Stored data

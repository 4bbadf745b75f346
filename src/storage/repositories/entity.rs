//! Entity repository: entities, their polymorphic login methods, and the
//! password credential records behind them.
//!
//! Multi-statement writes (registration, password change, soft deletion)
//! each run inside one transaction. Validation reads happen on the pool
//! before the owning operation opens its transaction.

use crate::auth::models::{
    Entity, NewPasswordRegistration, NewSessionTokens, PasswordCredential, ResetCredential,
};
use crate::domain::{CredentialId, EntityId};
use crate::errors::{Error, Result};
use crate::storage::repositories::token::{
    insert_access_token, insert_refresh_token, revoke_all_tokens,
};
use crate::storage::DbPool;
use async_trait::async_trait;
use sqlx::FromRow;
use uuid::Uuid;

/// Discriminator stored in `entity_login_methods.method_type`.
const METHOD_TYPE_PASSWORD: &str = "password";

#[derive(Debug, Clone, FromRow)]
struct EntityIdRow {
    pub id: String,
}

#[derive(Debug, Clone, FromRow)]
struct PasswordCredentialRow {
    pub entity_id: String,
    pub credential_id: String,
    pub password_hash: String,
}

#[derive(Debug, Clone, FromRow)]
struct ResetCredentialRow {
    pub entity_id: String,
    pub credential_id: String,
}

#[derive(Debug, Clone, FromRow)]
struct EntityRow {
    pub id: String,
    pub primary_email: String,
    pub primary_phone: Option<String>,
    pub is_verified: bool,
    pub verification_code: Option<String>,
    pub verification_code_expires_at: i64,
    pub public_identifier: String,
    pub active: bool,
    pub created_at: i64,
    pub deleted_at: Option<i64>,
}

impl From<EntityRow> for Entity {
    fn from(row: EntityRow) -> Self {
        Entity {
            id: EntityId::from_string(row.id),
            primary_email: row.primary_email,
            primary_phone: row.primary_phone,
            is_verified: row.is_verified,
            verification_code: row.verification_code,
            verification_code_expires_at: row.verification_code_expires_at,
            public_identifier: row.public_identifier,
            active: row.active,
            created_at: row.created_at,
            deleted_at: row.deleted_at,
        }
    }
}

#[async_trait]
pub trait EntityRepository: Send + Sync {
    /// Create the entity, its password credential, the login-method link,
    /// and the registration session tokens in one transaction.
    async fn register_with_password(
        &self,
        registration: &NewPasswordRegistration,
        session: &NewSessionTokens,
    ) -> Result<()>;

    /// Find any entity (active or not) by primary email. Used for the
    /// duplicate-registration check, so soft-deleted entities still count.
    async fn find_entity_id_by_email(&self, email: &str) -> Result<Option<EntityId>>;

    /// Find the active entity/method/credential chain for a login identifier.
    async fn find_password_credential(&self, identifier: &str)
        -> Result<Option<PasswordCredential>>;

    /// Store a verification code on an active entity, overwriting any prior
    /// code. Returns false when no active entity matched.
    async fn store_verification_code(
        &self,
        entity: &EntityId,
        code: &str,
        expires_at: i64,
    ) -> Result<bool>;

    /// Find the entity if it is active and holds this unexpired code.
    async fn find_verifiable_entity(
        &self,
        entity: &EntityId,
        code: &str,
        now: i64,
    ) -> Result<Option<EntityId>>;

    /// Flip `is_verified` and clear the consumed code in one transaction.
    async fn mark_verified(&self, entity: &EntityId) -> Result<()>;

    /// Store a password reset token on the entity's active password
    /// credential. Returns false when the entity has no active password
    /// method.
    async fn store_password_reset_token(
        &self,
        entity: &EntityId,
        token: &str,
        expires_at: i64,
    ) -> Result<bool>;

    /// Find the active entity/credential pair matching email + unexpired
    /// reset token.
    async fn find_reset_credential(
        &self,
        email: &str,
        reset_token: &str,
        now: i64,
    ) -> Result<Option<ResetCredential>>;

    /// Store the new hash, clear the reset token, and revoke every token
    /// for the entity in one transaction.
    async fn apply_password_change(
        &self,
        credential: &ResetCredential,
        password_hash: &str,
        now: i64,
    ) -> Result<()>;

    /// Soft-delete the entity and append the audit reason in one
    /// transaction. Returns false (writing nothing) when no active entity
    /// matched.
    async fn soft_delete(&self, entity: &EntityId, reason: &str, now: i64) -> Result<bool>;

    /// Read-only projection of an active entity.
    async fn get_details(&self, entity: &EntityId) -> Result<Option<Entity>>;
}

#[derive(Debug, Clone)]
pub struct SqlxEntityRepository {
    pool: DbPool,
}

impl SqlxEntityRepository {
    pub fn new(pool: DbPool) -> Self {
        Self { pool }
    }
}

#[async_trait]
impl EntityRepository for SqlxEntityRepository {
    async fn register_with_password(
        &self,
        registration: &NewPasswordRegistration,
        session: &NewSessionTokens,
    ) -> Result<()> {
        let mut tx = self
            .pool
            .begin()
            .await
            .map_err(|err| Error::database(err, "Failed to begin transaction for registration"))?;

        sqlx::query(
            "INSERT INTO entities (id, primary_email, primary_phone, public_identifier, created_at) \
             VALUES ($1, $2, $3, $4, $5)",
        )
        .bind(&registration.entity_id)
        .bind(&registration.primary_email)
        .bind(registration.primary_phone.as_deref())
        .bind(&registration.public_identifier)
        .bind(registration.created_at)
        .execute(&mut *tx)
        .await
        .map_err(|err| Error::database(err, "Failed to insert entity"))?;

        sqlx::query(
            "INSERT INTO entity_login_method_password (id, identifier, password_hash, created_at) \
             VALUES ($1, $2, $3, $4)",
        )
        .bind(&registration.credential_id)
        .bind(&registration.identifier)
        .bind(&registration.password_hash)
        .bind(registration.created_at)
        .execute(&mut *tx)
        .await
        .map_err(|err| Error::database(err, "Failed to insert password credential"))?;

        sqlx::query(
            "INSERT INTO entity_login_methods (id, entity_id, method_id, method_type, created_at) \
             VALUES ($1, $2, $3, $4, $5)",
        )
        .bind(Uuid::new_v4().to_string())
        .bind(&registration.entity_id)
        .bind(&registration.credential_id)
        .bind(METHOD_TYPE_PASSWORD)
        .bind(registration.created_at)
        .execute(&mut *tx)
        .await
        .map_err(|err| Error::database(err, "Failed to link login method"))?;

        insert_refresh_token(&mut tx, &session.refresh).await?;
        insert_access_token(&mut tx, &session.access).await?;

        tx.commit()
            .await
            .map_err(|err| Error::database(err, "Failed to commit registration"))?;

        Ok(())
    }

    async fn find_entity_id_by_email(&self, email: &str) -> Result<Option<EntityId>> {
        let row: Option<EntityIdRow> =
            sqlx::query_as("SELECT id FROM entities WHERE primary_email = $1")
                .bind(email)
                .fetch_optional(&self.pool)
                .await
                .map_err(|err| Error::database(err, "Failed to look up entity by email"))?;

        Ok(row.map(|row| EntityId::from_string(row.id)))
    }

    async fn find_password_credential(
        &self,
        identifier: &str,
    ) -> Result<Option<PasswordCredential>> {
        let row: Option<PasswordCredentialRow> = sqlx::query_as(
            "SELECT e.id AS entity_id, elmp.id AS credential_id, elmp.password_hash \
             FROM entities e \
             JOIN entity_login_methods elm ON e.id = elm.entity_id \
             JOIN entity_login_method_password elmp ON elm.method_id = elmp.id \
             WHERE elm.method_type = $1 AND elmp.identifier = $2 \
               AND e.active = 1 AND elm.active = 1 AND elmp.active = 1",
        )
        .bind(METHOD_TYPE_PASSWORD)
        .bind(identifier)
        .fetch_optional(&self.pool)
        .await
        .map_err(|err| Error::database(err, "Failed to look up password credential"))?;

        Ok(row.map(|row| PasswordCredential {
            entity_id: EntityId::from_string(row.entity_id),
            credential_id: CredentialId::from_string(row.credential_id),
            password_hash: row.password_hash,
        }))
    }

    async fn store_verification_code(
        &self,
        entity: &EntityId,
        code: &str,
        expires_at: i64,
    ) -> Result<bool> {
        let result = sqlx::query(
            "UPDATE entities SET verification_code = $1, verification_code_expires_at = $2 \
             WHERE id = $3 AND active = 1",
        )
        .bind(code)
        .bind(expires_at)
        .bind(entity)
        .execute(&self.pool)
        .await
        .map_err(|err| Error::database(err, "Failed to store verification code"))?;

        Ok(result.rows_affected() > 0)
    }

    async fn find_verifiable_entity(
        &self,
        entity: &EntityId,
        code: &str,
        now: i64,
    ) -> Result<Option<EntityId>> {
        let row: Option<EntityIdRow> = sqlx::query_as(
            "SELECT id FROM entities \
             WHERE id = $1 AND active = 1 AND verification_code = $2 \
               AND verification_code_expires_at > $3",
        )
        .bind(entity)
        .bind(code)
        .bind(now)
        .fetch_optional(&self.pool)
        .await
        .map_err(|err| Error::database(err, "Failed to look up verification code"))?;

        Ok(row.map(|row| EntityId::from_string(row.id)))
    }

    async fn mark_verified(&self, entity: &EntityId) -> Result<()> {
        let mut tx = self
            .pool
            .begin()
            .await
            .map_err(|err| Error::database(err, "Failed to begin transaction for verification"))?;

        // The code is single-use: consuming it and flipping the flag are
        // the same write.
        sqlx::query(
            "UPDATE entities SET is_verified = 1, verification_code = NULL, \
             verification_code_expires_at = 0 WHERE id = $1",
        )
        .bind(entity)
        .execute(&mut *tx)
        .await
        .map_err(|err| Error::database(err, "Failed to mark entity verified"))?;

        tx.commit()
            .await
            .map_err(|err| Error::database(err, "Failed to commit verification"))?;

        Ok(())
    }

    async fn store_password_reset_token(
        &self,
        entity: &EntityId,
        token: &str,
        expires_at: i64,
    ) -> Result<bool> {
        let result = sqlx::query(
            "UPDATE entity_login_method_password \
             SET password_reset_token = $1, password_reset_token_expires_at = $2 \
             WHERE id = ( \
                 SELECT elmp.id FROM entity_login_methods elm \
                 JOIN entity_login_method_password elmp ON elm.method_id = elmp.id \
                 WHERE elm.active = 1 AND elm.method_type = $3 AND elm.entity_id = $4 \
                 LIMIT 1 \
             )",
        )
        .bind(token)
        .bind(expires_at)
        .bind(METHOD_TYPE_PASSWORD)
        .bind(entity)
        .execute(&self.pool)
        .await
        .map_err(|err| Error::database(err, "Failed to store password reset token"))?;

        Ok(result.rows_affected() > 0)
    }

    async fn find_reset_credential(
        &self,
        email: &str,
        reset_token: &str,
        now: i64,
    ) -> Result<Option<ResetCredential>> {
        let row: Option<ResetCredentialRow> = sqlx::query_as(
            "SELECT e.id AS entity_id, elmp.id AS credential_id \
             FROM entities e \
             JOIN entity_login_methods elm ON e.id = elm.entity_id \
             JOIN entity_login_method_password elmp ON elm.method_id = elmp.id \
             WHERE e.active = 1 AND elm.active = 1 AND elmp.active = 1 \
               AND elm.method_type = $1 AND e.primary_email = $2 \
               AND elmp.password_reset_token = $3 \
               AND elmp.password_reset_token_expires_at > $4",
        )
        .bind(METHOD_TYPE_PASSWORD)
        .bind(email)
        .bind(reset_token)
        .bind(now)
        .fetch_optional(&self.pool)
        .await
        .map_err(|err| Error::database(err, "Failed to look up password reset token"))?;

        Ok(row.map(|row| ResetCredential {
            entity_id: EntityId::from_string(row.entity_id),
            credential_id: CredentialId::from_string(row.credential_id),
        }))
    }

    async fn apply_password_change(
        &self,
        credential: &ResetCredential,
        password_hash: &str,
        now: i64,
    ) -> Result<()> {
        let mut tx = self.pool.begin().await.map_err(|err| {
            Error::database(err, "Failed to begin transaction for password change")
        })?;

        sqlx::query(
            "UPDATE entity_login_method_password \
             SET password_hash = $1, password_reset_token = NULL, \
                 password_reset_token_expires_at = 0 \
             WHERE id = $2",
        )
        .bind(password_hash)
        .bind(&credential.credential_id)
        .execute(&mut *tx)
        .await
        .map_err(|err| Error::database(err, "Failed to update password hash"))?;

        // Force re-authentication everywhere.
        revoke_all_tokens(&mut tx, &credential.entity_id, now).await?;

        tx.commit()
            .await
            .map_err(|err| Error::database(err, "Failed to commit password change"))?;

        Ok(())
    }

    async fn soft_delete(&self, entity: &EntityId, reason: &str, now: i64) -> Result<bool> {
        let mut tx = self
            .pool
            .begin()
            .await
            .map_err(|err| Error::database(err, "Failed to begin transaction for entity deletion"))?;

        let result = sqlx::query(
            "UPDATE entities SET active = 0, deleted_at = $1 WHERE id = $2 AND active = 1",
        )
        .bind(now)
        .bind(entity)
        .execute(&mut *tx)
        .await
        .map_err(|err| Error::database(err, "Failed to soft-delete entity"))?;

        if result.rows_affected() == 0 {
            // Nothing to delete; dropping the transaction rolls back.
            return Ok(false);
        }

        sqlx::query(
            "INSERT INTO entity_delete_reasons (id, entity_id, reason, created_at) \
             VALUES ($1, $2, $3, $4)",
        )
        .bind(Uuid::new_v4().to_string())
        .bind(entity)
        .bind(reason)
        .bind(now)
        .execute(&mut *tx)
        .await
        .map_err(|err| Error::database(err, "Failed to record delete reason"))?;

        tx.commit()
            .await
            .map_err(|err| Error::database(err, "Failed to commit entity deletion"))?;

        Ok(true)
    }

    async fn get_details(&self, entity: &EntityId) -> Result<Option<Entity>> {
        let row: Option<EntityRow> = sqlx::query_as(
            "SELECT id, primary_email, primary_phone, is_verified, verification_code, \
                    verification_code_expires_at, public_identifier, active, created_at, deleted_at \
             FROM entities WHERE active = 1 AND id = $1",
        )
        .bind(entity)
        .fetch_optional(&self.pool)
        .await
        .map_err(|err| Error::database(err, "Failed to fetch entity details"))?;

        Ok(row.map(Entity::from))
    }
}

→ **Exercise details**: Read through the entries and copy each line in which "DbPool" appears.

→ **Answer to the exercise**:
use crate::storage::DbPool;
    pool: DbPool,
    pub fn new(pool: DbPool) -> Self {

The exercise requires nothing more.